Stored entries
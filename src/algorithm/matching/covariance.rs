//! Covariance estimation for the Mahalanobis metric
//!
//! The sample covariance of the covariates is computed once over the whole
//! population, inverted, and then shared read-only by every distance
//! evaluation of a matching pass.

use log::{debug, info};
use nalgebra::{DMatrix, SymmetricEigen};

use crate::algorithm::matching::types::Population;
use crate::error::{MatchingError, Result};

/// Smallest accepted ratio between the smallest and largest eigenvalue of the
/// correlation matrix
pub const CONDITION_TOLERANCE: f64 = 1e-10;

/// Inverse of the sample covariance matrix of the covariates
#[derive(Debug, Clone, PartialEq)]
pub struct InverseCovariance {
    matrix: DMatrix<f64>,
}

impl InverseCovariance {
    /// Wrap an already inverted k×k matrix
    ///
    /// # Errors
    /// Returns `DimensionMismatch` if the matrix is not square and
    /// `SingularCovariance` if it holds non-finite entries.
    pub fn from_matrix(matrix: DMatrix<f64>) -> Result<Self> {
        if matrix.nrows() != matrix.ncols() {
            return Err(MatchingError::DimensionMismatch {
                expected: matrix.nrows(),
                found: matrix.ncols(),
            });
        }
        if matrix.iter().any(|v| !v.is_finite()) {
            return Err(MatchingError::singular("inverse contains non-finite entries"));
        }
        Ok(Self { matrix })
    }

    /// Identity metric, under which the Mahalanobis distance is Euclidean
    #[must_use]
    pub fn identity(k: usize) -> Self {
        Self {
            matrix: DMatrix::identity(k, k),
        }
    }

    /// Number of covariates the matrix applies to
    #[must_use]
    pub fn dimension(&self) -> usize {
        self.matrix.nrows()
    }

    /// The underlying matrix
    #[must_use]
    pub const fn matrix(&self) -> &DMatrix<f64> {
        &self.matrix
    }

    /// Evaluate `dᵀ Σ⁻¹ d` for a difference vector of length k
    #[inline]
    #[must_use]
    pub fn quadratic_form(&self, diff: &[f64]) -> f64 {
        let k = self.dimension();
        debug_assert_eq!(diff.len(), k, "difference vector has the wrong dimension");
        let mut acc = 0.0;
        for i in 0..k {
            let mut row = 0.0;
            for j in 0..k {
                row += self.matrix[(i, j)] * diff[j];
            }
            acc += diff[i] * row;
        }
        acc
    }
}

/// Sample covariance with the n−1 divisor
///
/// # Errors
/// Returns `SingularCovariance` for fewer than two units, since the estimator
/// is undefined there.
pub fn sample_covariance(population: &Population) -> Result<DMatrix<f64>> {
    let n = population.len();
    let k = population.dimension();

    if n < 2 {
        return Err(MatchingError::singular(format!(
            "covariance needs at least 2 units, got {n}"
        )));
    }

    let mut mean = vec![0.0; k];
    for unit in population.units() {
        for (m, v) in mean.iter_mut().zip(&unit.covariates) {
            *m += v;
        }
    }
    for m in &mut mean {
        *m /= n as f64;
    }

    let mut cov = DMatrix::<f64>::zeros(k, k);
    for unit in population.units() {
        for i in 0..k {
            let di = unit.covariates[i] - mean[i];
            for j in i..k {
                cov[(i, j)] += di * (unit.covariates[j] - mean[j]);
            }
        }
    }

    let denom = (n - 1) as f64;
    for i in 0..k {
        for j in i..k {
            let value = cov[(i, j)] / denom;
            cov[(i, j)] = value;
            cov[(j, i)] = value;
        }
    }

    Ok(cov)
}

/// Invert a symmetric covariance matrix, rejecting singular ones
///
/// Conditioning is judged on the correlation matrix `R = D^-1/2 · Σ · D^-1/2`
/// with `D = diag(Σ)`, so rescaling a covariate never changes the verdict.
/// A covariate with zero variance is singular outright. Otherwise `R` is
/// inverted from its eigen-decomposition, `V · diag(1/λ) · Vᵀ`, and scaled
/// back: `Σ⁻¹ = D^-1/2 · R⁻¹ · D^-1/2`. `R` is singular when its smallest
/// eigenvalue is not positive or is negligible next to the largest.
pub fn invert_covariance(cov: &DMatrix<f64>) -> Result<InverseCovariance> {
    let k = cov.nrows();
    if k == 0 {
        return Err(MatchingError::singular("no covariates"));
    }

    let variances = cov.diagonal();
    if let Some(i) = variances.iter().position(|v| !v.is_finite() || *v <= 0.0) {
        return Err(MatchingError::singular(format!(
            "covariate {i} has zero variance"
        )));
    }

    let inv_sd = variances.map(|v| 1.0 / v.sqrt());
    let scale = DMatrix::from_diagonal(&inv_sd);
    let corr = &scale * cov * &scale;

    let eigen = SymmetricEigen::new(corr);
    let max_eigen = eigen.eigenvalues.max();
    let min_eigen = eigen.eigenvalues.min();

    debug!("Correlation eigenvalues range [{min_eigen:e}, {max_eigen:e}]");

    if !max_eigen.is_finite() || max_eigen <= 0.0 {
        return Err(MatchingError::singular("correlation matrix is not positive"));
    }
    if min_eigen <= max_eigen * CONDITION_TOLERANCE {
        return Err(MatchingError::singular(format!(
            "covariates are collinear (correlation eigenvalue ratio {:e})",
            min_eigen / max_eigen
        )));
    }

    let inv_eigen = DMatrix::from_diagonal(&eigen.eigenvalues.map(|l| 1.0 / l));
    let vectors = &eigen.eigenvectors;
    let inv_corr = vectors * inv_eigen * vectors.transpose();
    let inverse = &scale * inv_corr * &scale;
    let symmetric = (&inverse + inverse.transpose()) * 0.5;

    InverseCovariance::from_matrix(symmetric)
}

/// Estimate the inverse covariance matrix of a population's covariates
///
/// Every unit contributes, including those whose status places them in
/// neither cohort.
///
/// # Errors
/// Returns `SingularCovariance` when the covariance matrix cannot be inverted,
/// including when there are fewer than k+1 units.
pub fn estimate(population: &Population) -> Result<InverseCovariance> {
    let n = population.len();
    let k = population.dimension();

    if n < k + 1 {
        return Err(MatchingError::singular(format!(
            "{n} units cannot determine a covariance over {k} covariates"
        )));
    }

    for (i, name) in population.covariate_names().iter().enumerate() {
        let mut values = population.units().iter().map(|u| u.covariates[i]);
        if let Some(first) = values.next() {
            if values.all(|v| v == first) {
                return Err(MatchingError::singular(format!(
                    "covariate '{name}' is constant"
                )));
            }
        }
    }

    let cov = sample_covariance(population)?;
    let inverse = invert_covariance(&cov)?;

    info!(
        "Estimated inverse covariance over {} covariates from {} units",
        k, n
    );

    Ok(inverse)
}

## PROBLEM DETAILS:
Your answer should consist only of the lines above between the line holding "if let Some(i)" and the line holding "let symmetric = (&inverse", inclusive, each transcribed exactly.

## RESULT:
    if let Some(i) = variances.iter().position(|v| !v.is_finite() || *v <= 0.0) {
        return Err(MatchingError::singular(format!(
            "covariate {i} has zero variance"
        )));
    }

    let inv_sd = variances.map(|v| 1.0 / v.sqrt());
    let scale = DMatrix::from_diagonal(&inv_sd);
    let corr = &scale * cov * &scale;

    let eigen = SymmetricEigen::new(corr);
    let max_eigen = eigen.eigenvalues.max();
    let min_eigen = eigen.eigenvalues.min();

    debug!("Correlation eigenvalues range [{min_eigen:e}, {max_eigen:e}]");

    if !max_eigen.is_finite() || max_eigen <= 0.0 {
        return Err(MatchingError::singular("correlation matrix is not positive"));
    }
    if min_eigen <= max_eigen * CONDITION_TOLERANCE {
        return Err(MatchingError::singular(format!(
            "covariates are collinear (correlation eigenvalue ratio {:e})",
            min_eigen / max_eigen
        )));
    }

    let inv_eigen = DMatrix::from_diagonal(&eigen.eigenvalues.map(|l| 1.0 / l));
    let vectors = &eigen.eigenvectors;
    let inv_corr = vectors * inv_eigen * vectors.transpose();
    let inverse = &scale * inv_corr * &scale;
    let symmetric = (&inverse + inverse.transpose()) * 0.5;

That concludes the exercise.